Details zur Diplomarbeit
Titel Einfluss von Ausdauertraining und kardiorespiratorischer Fitness auf die ventilatorischen Schwellen
Englischer Titel The influence of endurance training and cardio-respiratory Fitness on ventilatory thresholds
Inhalt Die maximale Sauerstoffaufnahme ist als alleiniger Prädiktor der Ausdauerleistungsfähigkeit unzureichend. Die Höhe der Sauerstoffaufnahme während einer gewissen Belastung spielt eine wichtige Rolle und kann zur Leistungsbeurteilung herangezogen werden.
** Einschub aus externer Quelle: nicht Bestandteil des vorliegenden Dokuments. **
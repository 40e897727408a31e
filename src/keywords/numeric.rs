//! Numeric keywords.
//!
//! `exclusiveMinimum`/`exclusiveMaximum` are boolean modifiers of
//! `minimum`/`maximum` in OpenAPI 3.0 and standalone bounds in 3.1; both
//! forms are accepted.

use serde_json::Value;

use super::{expect_number, Context};
use crate::error::{InvalidSchema, ValidateError};

/// Tolerance for `multipleOf` on quotients that are not exact in binary.
const MULTIPLE_OF_EPSILON: f64 = 1e-9;

pub(super) fn minimum(cx: &Context<'_>, value: &Value) -> Result<(), ValidateError> {
    let min = expect_number("minimum", value)?;
    let Some(n) = cx.data.as_f64() else {
        return Ok(());
    };

    if exclusive_modifier(cx, "exclusiveMinimum") {
        if n <= min {
            return Err(cx.mismatch("minimum", format!("value must be greater than {}", min)));
        }
    } else if n < min {
        return Err(cx.mismatch("minimum", format!("value must be at least {}", min)));
    }
    Ok(())
}

pub(super) fn maximum(cx: &Context<'_>, value: &Value) -> Result<(), ValidateError> {
    let max = expect_number("maximum", value)?;
    let Some(n) = cx.data.as_f64() else {
        return Ok(());
    };

    if exclusive_modifier(cx, "exclusiveMaximum") {
        if n >= max {
            return Err(cx.mismatch("maximum", format!("value must be less than {}", max)));
        }
    } else if n > max {
        return Err(cx.mismatch("maximum", format!("value must be at most {}", max)));
    }
    Ok(())
}

pub(super) fn exclusive_minimum(cx: &Context<'_>, value: &Value) -> Result<(), ValidateError> {
    let Some(bound) = standalone_bound("exclusiveMinimum", value)? else {
        return Ok(());
    };
    match cx.data.as_f64() {
        Some(n) if n <= bound => Err(cx.mismatch(
            "exclusiveMinimum",
            format!("value must be greater than {}", bound),
        )),
        _ => Ok(()),
    }
}

pub(super) fn exclusive_maximum(cx: &Context<'_>, value: &Value) -> Result<(), ValidateError> {
    let Some(bound) = standalone_bound("exclusiveMaximum", value)? else {
        return Ok(());
    };
    match cx.data.as_f64() {
        Some(n) if n >= bound => Err(cx.mismatch(
            "exclusiveMaximum",
            format!("value must be less than {}", bound),
        )),
        _ => Ok(()),
    }
}

pub(super) fn multiple_of(cx: &Context<'_>, value: &Value) -> Result<(), ValidateError> {
    let divisor = expect_number("multipleOf", value)?;
    if divisor <= 0.0 {
        return Err(InvalidSchema::new("multipleOf", "expected a number greater than 0").into());
    }
    let Some(n) = cx.data.as_f64() else {
        return Ok(());
    };

    let quotient = n / divisor;
    if (quotient - quotient.round()).abs() > MULTIPLE_OF_EPSILON {
        return Err(cx.mismatch("multipleOf", format!("value must be a multiple of {}", divisor)));
    }
    Ok(())
}

fn exclusive_modifier(cx: &Context<'_>, keyword: &str) -> bool {
    cx.schema.get(keyword).and_then(Value::as_bool) == Some(true)
}

/// `None` for the boolean modifier form, which `minimum`/`maximum` handle.
fn standalone_bound(keyword: &str, value: &Value) -> Result<Option<f64>, InvalidSchema> {
    match value {
        Value::Bool(_) => Ok(None),
        other => expect_number(keyword, other).map(Some),
    }
}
Dazu werden zwei ventilatorische Schwellen in einem Leistungstest mit progressiv steigender Belastung bestimmt. Die meist als ein- und dieselbe Schwelle angesehenen Punkte PoW und AT sind aufgrund der unterschiedlichen Bestimmungsmethoden und bereits vorliegender Hinweise getrennt voneinander zu betrachten. Die Schwellen werden im Allgemeinen visuell bestimmt. Die vorliegende Arbeit prüft auch eine neue, mathematische Bestimmungsmethode. Weiterhin stellt sich die Frage, wie sich die ventilatorischen Schwellen PoW, AT und RCP aufgrund einer Trainingsintervention verändern. Außerdem wird untersucht, wie sich die Ausprägung der kardiorespiratorischen Fitness auf die Schwellen auswirkt. Die Stichprobe (n = 32, männlich, 58,4 ±6,3 Jahre) absolvierte vor und nach einer zehnwöchigen Trainingsintervention jeweils einen Belastungstest mit Gasstoffwechselanalyse. Die mathematisch und visuell bestimmten Schwellen unterscheiden sich signifikant. Die absolute Leistung an den ventilatorischen Schwellen PoW und RCP ist geeignet, um den intrapersonellen Trainingsfortschritt zu messen. Zur Beurteilung der Leistungsfähigkeit eignen sich die absolute Sauerstoffaufnahme und die absolute Leistung an PoW, AT und RCP. VO2max sollte weiterhin in eine Leistungsbeurteilung einbezogen werden. Aufgrund von festgestellten signifikanten Unterschieden müssen PoW und AT weiterhin als eigenständige Schwellen gesehen werden.
BetreuerIn Ring-Dimitriou, Susanne; Assoz. Prof. Mag. Dr. Dr.